The ballot is expected in 2010, although so far no details have emerged of how it will be run. The regime could yet give any number of excuses to postpone it if Senior General Than Shwe or his astrologers decide the time is not right.
Some analysts – including former diplomats and others who move in their circles – see hope for change in the 2008 Constitution and the anticipated elections. Their argument is that even though the parliamentary system will be under military control, it will still provide space for people that have not had a chance to participate in government for the last few decades.
One way or another, they say, power will be more diffused and that will create opportunities. And like it or not, they figure, the junta’s electoral circus is the only one in town.
But, in a statement to the U.N. Human Rights Council this month, the Asian Legal Resource Center has given a starkly different opinion. The Hong Kong-based group has argued that in its current form the 2008 charter cannot be called a constitution at all, let alone one that will permit people in Burma to shape their future.

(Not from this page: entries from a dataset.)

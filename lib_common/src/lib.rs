//! # lib_common
//!
//! The connectivity core shared by the API server and the event workers.
//! Every folder is a cargo feature so that binaries only compile the
//! drivers they actually use:
//!
//! - `configs`: environment-sourced configuration readers.
//! - `connections`: retrying connection manager, PostgreSQL pool, Redis handle.
//! - `messaging`: topic/subscription provisioning, publishers and subscribers.
//! - `loggers`: `tracing` subscriber setup with optional rolling files.

#[cfg(feature = "configs")]
pub mod configs;

#[cfg(feature = "connections")]
pub mod connections;

#[cfg(feature = "messaging")]
pub mod messaging;

#[cfg(feature = "loggers")]
pub mod loggers;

The center makes its point by highlighting five aspects of the Constitution. First, the document commits to separating the branches of government “to the extent possible.” The group observes that this is not a qualified guarantee of judicial independence, as some persons have misunderstood it, but exactly the opposite. It is a promise of non-independence. It is the inverting of a norm into a statement of fact: that Burma’s courts are not and will not operate other than as appendages of the executive.
Second, the army, not the judiciary, is assigned primary responsibility for defense of the Constitution. Just how it is supposed to do this is not explained anywhere. Its relationship with a new constitutional tribunal, which has the role of interpreting the charter, also is not explained.

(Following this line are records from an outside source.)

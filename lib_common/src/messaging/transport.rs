//! # Broker Transport
//!
//! The narrow set of broker operations the messaging client depends on.
//! Implementations do not retry; every failure goes straight back to the
//! caller.

use std::fmt;
use std::time::Duration;

use async_trait::async_trait;
use thiserror::Error;

use super::message::{Message, ReceivedMessage};
use crate::connections::manager::BoxError;

/// The two kinds of named broker resources.
#[derive(Debug, Clone, Copy, PartialEq, Eq)]
pub enum ResourceKind {
    Topic,
    Subscription,
}

impl fmt::Display for ResourceKind {
    fn fmt(&self, f: &mut fmt::Formatter<'_>) -> fmt::Result {
        match self {
            ResourceKind::Topic => f.write_str("topic"),
            ResourceKind::Subscription => f.write_str("subscription"),
        }
    }
}

#[derive(Debug, Error)]
pub enum TransportError {
    #[error("{kind} {name} not found")]
    NotFound { kind: ResourceKind, name: String },
    #[error("{kind} {name} already exists")]
    AlreadyExists { kind: ResourceKind, name: String },
    #[error("broker error: {0}")]
    Backend(#[source] BoxError),
}

impl TransportError {
    pub fn not_found(kind: ResourceKind, name: &str) -> Self {
        TransportError::NotFound {
            kind,
            name: name.to_string(),
        }
    }

    pub fn already_exists(kind: ResourceKind, name: &str) -> Self {
        TransportError::AlreadyExists {
            kind,
            name: name.to_string(),
        }
    }

    pub fn is_not_found(&self) -> bool {
        matches!(self, TransportError::NotFound { .. })
    }
}

#[async_trait]
pub trait BrokerTransport: Send + Sync {
    async fn topic_exists(&self, topic: &str) -> Result<bool, TransportError>;

    /// Fails with `AlreadyExists` when the topic is present.
    async fn create_topic(&self, topic: &str) -> Result<(), TransportError>;

    async fn subscription_exists(&self, subscription: &str) -> Result<bool, TransportError>;

    /// Binds a new subscription to `topic`. Only messages published after
    /// creation are delivered to it.
    async fn create_subscription(&self, subscription: &str, topic: &str) -> Result<(), TransportError>;

    /// Returns the server-assigned id once the broker has stored the message.
    async fn publish(&self, topic: &str, message: Message) -> Result<String, TransportError>;

    /// Returns up to `max_messages` deliveries without blocking; may be empty.
    async fn pull(&self, subscription: &str, max_messages: usize) -> Result<Vec<ReceivedMessage>, TransportError>;

    async fn acknowledge(&self, subscription: &str, ack_ids: &[String]) -> Result<(), TransportError>;

    /// How long a pulled message stays leased before it is delivered again.
    /// `None` when leases never lapse.
    fn ack_deadline(&self) -> Option<Duration> {
        None
    }

    /// Restarts the ack deadline of deliveries still being processed.
    /// Ids whose lease already lapsed are ignored.
    async fn extend_leases(&self, _subscription: &str, _ack_ids: &[String]) -> Result<(), TransportError> {
        Ok(())
    }
}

Third, the center notes that the armed forces, not the judiciary, are also assigned responsibility for upholding the rule of law in the country. Proponents of the Constitution appear to have overlooked or ignored the absurdity of this clause and what it implies.

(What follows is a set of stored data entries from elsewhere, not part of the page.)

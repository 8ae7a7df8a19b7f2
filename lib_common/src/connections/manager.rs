//! # Connection Manager
//!
//! One algorithm for every backing service: dial with retries, then probe
//! liveness with an independent retry loop, then hand the live handle to the
//! caller. A handle that never answers a ping is closed before the error is
//! returned.
//!
//! The manager keeps no state of its own, so two `connect` calls produce two
//! independent handles. Callers that want one shared handle keep it above
//! this layer (an `Arc`, an axum `State`, ...).

use std::fmt;
use std::ops::Deref;

use async_trait::async_trait;
use thiserror::Error;
use tracing::info;

use super::retry::{retry_with_backoff, RetryPolicy};

/// Boxed root cause carried by connection and transport errors.
pub type BoxError = Box<dyn std::error::Error + Send + Sync + 'static>;

/// Terminal connection-establishment failures. Never retried by higher layers.
#[derive(Debug, Error)]
pub enum ConnectError {
    #[error("failed to connect to {service} after {attempts} attempts: {source}")]
    Dial {
        service: &'static str,
        attempts: u32,
        #[source]
        source: BoxError,
    },
    #[error("failed to ping {service} after {attempts} attempts: {source}")]
    Ping {
        service: &'static str,
        attempts: u32,
        #[source]
        source: BoxError,
    },
}

impl ConnectError {
    /// Number of attempts made by the loop that gave up.
    pub fn attempts(&self) -> u32 {
        match self {
            ConnectError::Dial { attempts, .. } | ConnectError::Ping { attempts, .. } => *attempts,
        }
    }
}

/// The observable parts of a connection target. Holds no credentials.
#[derive(Debug, Clone, Default, PartialEq, Eq)]
pub struct Endpoint {
    pub host: String,
    pub port: u16,
    pub user: Option<String>,
    pub database: Option<String>,
    pub pool_size: Option<u32>,
}

impl fmt::Display for Endpoint {
    fn fmt(&self, f: &mut fmt::Formatter<'_>) -> fmt::Result {
        if let Some(user) = &self.user {
            write!(f, "{}@", user)?;
        }
        write!(f, "{}:{}", self.host, self.port)?;
        if let Some(db) = &self.database {
            write!(f, "/{}", db)?;
        }
        Ok(())
    }
}

/// How to open, probe and close one kind of backing service.
#[async_trait]
pub trait Dialer: Send + Sync {
    type Connection: Send + Sync;
    type Error: std::error::Error + Send + Sync + 'static;

    /// Short service name used in logs and errors ("database", "redis").
    fn service(&self) -> &'static str;

    /// Where the dialer connects to, for logging.
    fn endpoint(&self) -> Endpoint;

    async fn dial(&self) -> Result<Self::Connection, Self::Error>;

    /// A lightweight round-trip proving the handle is usable.
    async fn ping(&self, conn: &Self::Connection) -> Result<(), Self::Error>;

    async fn close(&self, conn: Self::Connection);
}

/// A handle that has passed at least one liveness probe.
#[derive(Debug)]
pub struct LiveConnection<C> {
    inner: C,
}

impl<C> LiveConnection<C> {
    pub fn get(&self) -> &C {
        &self.inner
    }

    /// Takes ownership of the handle. Closing it becomes the caller's job.
    pub fn into_inner(self) -> C {
        self.inner
    }
}

impl<C> Deref for LiveConnection<C> {
    type Target = C;

    fn deref(&self) -> &C {
        &self.inner
    }
}

/// Dials `dialer` and probes the result, both under `policy`.
///
/// Dropping the returned future abandons any pending retry sleep and drops a
/// half-open handle, which is how callers bound or cancel the whole procedure.
pub async fn connect<D>(
    dialer: &D,
    policy: &RetryPolicy,
) -> Result<LiveConnection<D::Connection>, ConnectError>
where
    D: Dialer,
{
    let service = dialer.service();
    let endpoint = dialer.endpoint();

    info!(
        service,
        host = %endpoint.host,
        port = endpoint.port,
        user = ?endpoint.user,
        database = ?endpoint.database,
        pool_size = ?endpoint.pool_size,
        max_retries = policy.max_retries,
        "connecting to {}", service
    );

    let conn = retry_with_backoff(policy, &format!("{} connection", service), || dialer.dial())
        .await
        .map_err(|e| ConnectError::Dial {
            service,
            attempts: e.attempts,
            source: Box::new(e.last_error),
        })?;

    let probe = retry_with_backoff(policy, &format!("{} ping", service), || dialer.ping(&conn)).await;

    if let Err(e) = probe {
        dialer.close(conn).await;
        return Err(ConnectError::Ping {
            service,
            attempts: e.attempts,
            source: Box::new(e.last_error),
        });
    }

    info!(service, endpoint = %endpoint, "successfully connected to {}", service);
    Ok(LiveConnection { inner: conn })
}

#[cfg(test)]
mod tests {
    use super::*;
    use std::io;
    use std::sync::atomic::{AtomicU32, Ordering};
    use std::sync::Mutex;
    use std::time::Duration;
    use tokio::time::Instant;

    /// Fails the first `dial_failures` dials and `ping_failures` pings.
    #[derive(Default)]
    struct FlakyDialer {
        dial_failures: u32,
        ping_failures: u32,
        dials: AtomicU32,
        pings: AtomicU32,
        closed: Mutex<Vec<u32>>,
        dial_times: Mutex<Vec<Instant>>,
    }

    #[async_trait]
    impl Dialer for FlakyDialer {
        type Connection = u32;
        type Error = io::Error;

        fn service(&self) -> &'static str {
            "test-service"
        }

        fn endpoint(&self) -> Endpoint {
            Endpoint {
                host: "localhost".into(),
                port: 5432,
                user: Some("postgres".into()),
                database: Some("app".into()),
                pool_size: Some(4),
            }
        }

        async fn dial(&self) -> Result<u32, io::Error> {
            self.dial_times.lock().unwrap().push(Instant::now());
            let n = self.dials.fetch_add(1, Ordering::SeqCst) + 1;
            if n <= self.dial_failures {
                Err(io::Error::new(io::ErrorKind::ConnectionRefused, "connection refused"))
            } else {
                Ok(n)
            }
        }

        async fn ping(&self, _conn: &u32) -> Result<(), io::Error> {
            let n = self.pings.fetch_add(1, Ordering::SeqCst) + 1;
            if n <= self.ping_failures {
                Err(io::Error::new(io::ErrorKind::TimedOut, "ping timed out"))
            } else {
                Ok(())
            }
        }

        async fn close(&self, conn: u32) {
            self.closed.lock().unwrap().push(conn);
        }
    }

    fn policy(max_retries: u32) -> RetryPolicy {
        RetryPolicy {
            max_retries,
            retry_delay: Duration::from_secs(1),
            retry_max_delay: Duration::from_secs(30),
        }
    }

    #[tokio::test(start_paused = true)]
    async fn test_connect_sleeps_follow_capped_doubling() {
        let dialer = FlakyDialer {
            dial_failures: 3,
            ..Default::default()
        };

        let conn = connect(&dialer, &policy(5)).await.unwrap();
        assert_eq!(*conn, 4);

        let times = dialer.dial_times.lock().unwrap().clone();
        let gaps: Vec<Duration> = times.windows(2).map(|w| w[1] - w[0]).collect();
        assert_eq!(
            gaps,
            vec![Duration::from_secs(1), Duration::from_secs(2), Duration::from_secs(4)]
        );
        assert_eq!(dialer.pings.load(Ordering::SeqCst), 1);
    }

    #[tokio::test(start_paused = true)]
    async fn test_dial_never_succeeds() {
        let dialer = FlakyDialer {
            dial_failures: u32::MAX,
            ..Default::default()
        };

        let err = connect(&dialer, &policy(3)).await.unwrap_err();
        assert!(matches!(err, ConnectError::Dial { attempts: 4, .. }));
        assert_eq!(dialer.dials.load(Ordering::SeqCst), 4);
        assert_eq!(
            err.to_string(),
            "failed to connect to test-service after 4 attempts: connection refused"
        );
    }

    #[tokio::test(start_paused = true)]
    async fn test_ping_exhaustion_closes_the_handle() {
        let dialer = FlakyDialer {
            dial_failures: 1,
            ping_failures: u32::MAX,
            ..Default::default()
        };

        let err = connect(&dialer, &policy(2)).await.unwrap_err();
        assert!(matches!(err, ConnectError::Ping { attempts: 3, .. }));
        assert_eq!(err.attempts(), 3);
        // The second dial produced handle 2; it is the one that must be closed.
        assert_eq!(*dialer.closed.lock().unwrap(), vec![2]);
    }

    #[tokio::test(start_paused = true)]
    async fn test_ping_loop_has_its_own_counter() {
        let dialer = FlakyDialer {
            dial_failures: 2,
            ping_failures: 2,
            ..Default::default()
        };

        // Two dial retries plus two ping retries fit in a budget of two.
        let conn = connect(&dialer, &policy(2)).await.unwrap();
        assert_eq!(conn.into_inner(), 3);
        assert!(dialer.closed.lock().unwrap().is_empty());
    }

    #[tokio::test]
    async fn test_two_connects_yield_independent_handles() {
        let dialer = FlakyDialer::default();
        let a = connect(&dialer, &policy(0)).await.unwrap();
        let b = connect(&dialer, &policy(0)).await.unwrap();
        assert_ne!(*a.get(), *b.get());
        assert_eq!(dialer.dials.load(Ordering::SeqCst), 2);
    }

    #[tokio::test(start_paused = true)]
    async fn test_dropping_connect_cancels_retries() {
        let dialer = FlakyDialer {
            dial_failures: u32::MAX,
            ..Default::default()
        };

        let outcome = tokio::time::timeout(Duration::from_millis(1500), connect(&dialer, &policy(5))).await;
        assert!(outcome.is_err());
        // Attempt 0 at t=0, attempt 1 at t=1s, attempt 2 would be at t=3s.
        assert_eq!(dialer.dials.load(Ordering::SeqCst), 2);
    }

    #[test]
    fn test_endpoint_display_has_no_password() {
        let endpoint = Endpoint {
            host: "database".into(),
            port: 5432,
            user: Some("postgres".into()),
            database: Some("postgres".into()),
            pool_size: Some(10),
        };
        assert_eq!(endpoint.to_string(), "postgres@database:5432/postgres");
    }
}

Fourth, the Constitution sets up an executive president with power over the appointment and dismissal of senior judges, rather than an independent judicial body for that purpose, again with obvious consequences.
Fifth, not only are the statements of rights in the charter farcical and at every point qualified, but they also undermine rights established in the ordinary criminal law. For instance, the right to come before a judge within 24 hours of arrest is in the new Constitution perverted through a clause that this right does not apply in matters “on precautionary measures taken for the security of the Union or prevalence of law and order, peace and tranquility in accord with the law in the interest of the public.”
This type of ridiculous caveat again completely negates the supposed right to which it is attached.
The center concludes that the so-called 2008 Constitution fails as a supreme law because it neither provides the normative grounds for a coherent legal system nor protects the rights of citizens, let alone outlining the means to ensure that the charter’s terms are effected.
Sri Lankan lawyer Basil Fernando has written that the passing in 1978 of a new Constitution in his country moved the state completely outside the orbit of constitutionalism and into a legal black hole in which anything became possible, and in which the conflicts that gripped the island for the last decades thrived.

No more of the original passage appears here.